[SERVER-57290] Shutting down SingleServerDiscoveryMonitor can lead to a nullptr dereference Created: 28/May/21 Updated: 29/Oct/23 Resolved: 29/Jun/21 |
|
| Status: | Closed |
| Project: | Core Server |
| Component/s: | Sharding |
| Affects Version/s: | None |
| Fix Version/s: | 5.1.0-rc0 |
| Type: | Bug | Priority: | Major - P3 |
| Reporter: | Max Hirschhorn | Assignee: | Haley Connelly |
| Resolution: | Fixed | Votes: | 0 |
| Labels: | sharding-wfbf-day | ||
| Remaining Estimate: | Not Specified | ||
| Time Spent: | Not Specified | ||
| Original Estimate: | Not Specified | ||
| Issue Links: |
|
||||
| Backwards Compatibility: | Fully Compatible | ||||
| Operating System: | ALL | ||||
| Sprint: | Sharding 2021-06-28 | ||||
| Participants: | |||||
| Linked BF Score: | 12 | ||||
| Description |
|
SingleServerDiscoveryMonitor::_executor is reset as part of SingleServerDiscoveryMonitor::shutdown() but may still be referenced by a task running on the task executor.
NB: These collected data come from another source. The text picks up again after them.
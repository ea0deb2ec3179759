//! xNFT client facade.
//!
//! [`XnftClient`] ties the address deriver, instruction builders, error
//! translator and metadata resolver to a ledger and storage collaborator.
//!
//! A client either holds a signer or is read-only. A read-only client uses the
//! default pubkey as its identity and rejects every mutating call with
//! `MissingSigner` before any I/O happens.

use std::sync::Arc;
use std::time::Duration;

use futures::future::join_all;
use serde::Serialize;
use solana_program::instruction::Instruction;
use solana_program::pubkey::Pubkey;
use solana_sdk::signature::{Signature, Signer};
use tracing::{debug, warn};
use xnft_core::config::{validate_config, ClientConfig};
use xnft_core::constants::offsets;
use xnft_core::hashing::account_discriminator;
use xnft_core::model::{
    b58, validate_name, AccessRecord, AccountRecord, CreateXnftParams, InstallRecord, Kind, MetadataRecord,
    ReviewRecord, TokenOwner, UpdateParams, XnftRecord,
};
use xnft_core::{XnftError, XnftResult};

use crate::instructions::{build_transaction, XnftInstructions};
use crate::pda;
use crate::resolver::{ApplicationView, MetadataResolver};
use crate::rpc::{fetch_multiple_chunked, AccountFilter, LedgerRpc, SolanaLedger};
use crate::storage::{HttpGateway, StorageGateway};
use crate::translate::translate;

pub type DynSigner = Arc<dyn Signer + Send + Sync>;

/// A decoded program account and its address.
#[derive(Debug, Clone, PartialEq, Eq, Serialize)]
pub struct ProgramAccount<T> {
    #[serde(with = "b58")]
    pub address: Pubkey,
    pub account: T,
}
It looks like a similiar issue also affects the non-streamable version of the SingleServerDiscoveryMonitor (--setParameter replicaSetMonitorProtocol=sdam). |
| Comments |
| Comment by Vivian Ge (Inactive) [ 06/Oct/21 ] |
|
Updating the fixversion since branching activities occurred yesterday. This ticket will be in rc0 when it’s been triggered. For more active release information, please keep an eye on #server-release. Thank you! |
| Comment by Githook User [ 25/Jun/21 ] |
|
Author: {'name': 'Haley Connelly', 'email': 'haley.connelly@mongodb.com', 'username': 'haleyConnelly'}Message: |
| Comment by Lamont Nelson [ 28/May/21 ] |
|
I think the fix for this is to just not null the executor pointer. We check if the instance is shutdown already, which should cause the callbacks to exit. Once they all exit the instance will be destroyed. |
| Comment by Lamont Nelson [ 28/May/21 ] |
|
In general, the state of those classes should be protected by the mutex. We shouldn't need to call the shutdown method of the executor at all. I think we might be able to remove setting the executor to nullptr without consequence. It will not change after it's passed it to the constructor. The linked examples are called under the mutex here: https://github.com/mongodb/mongo/blob/8d5547cdd6c45dd68c95dcf353e459e62da5222b/src/mongo/client/server_discovery_monitor.cpp#L212. The executor's lifetime is governed by the ReplicaSetMonitorManager, which should outlive any instance of the RSM: created / shutdown |
| Comment by Max Hirschhorn [ 28/May/21 ] |
|
lamont.nelson, what exactly are the synchronization rules for accessing SingleServerDiscoveryMonitor::_executor? I see SingleServerDiscoveryMonitor::_executor is reset while holding SingleServerDiscoveryMonitor::_mutex but not every access of _executor is done while holding the mutex. I'm back to wondering if the fix here should be to explicitly call _executor->shutdown() instead of resetting _executor. It also seems deadlock prone to me that we implicitly call _executor->_join() while holding SingleServerDiscoveryMonitor::_mutex. (I'm assuming nothing else is keeping the reference alive.) |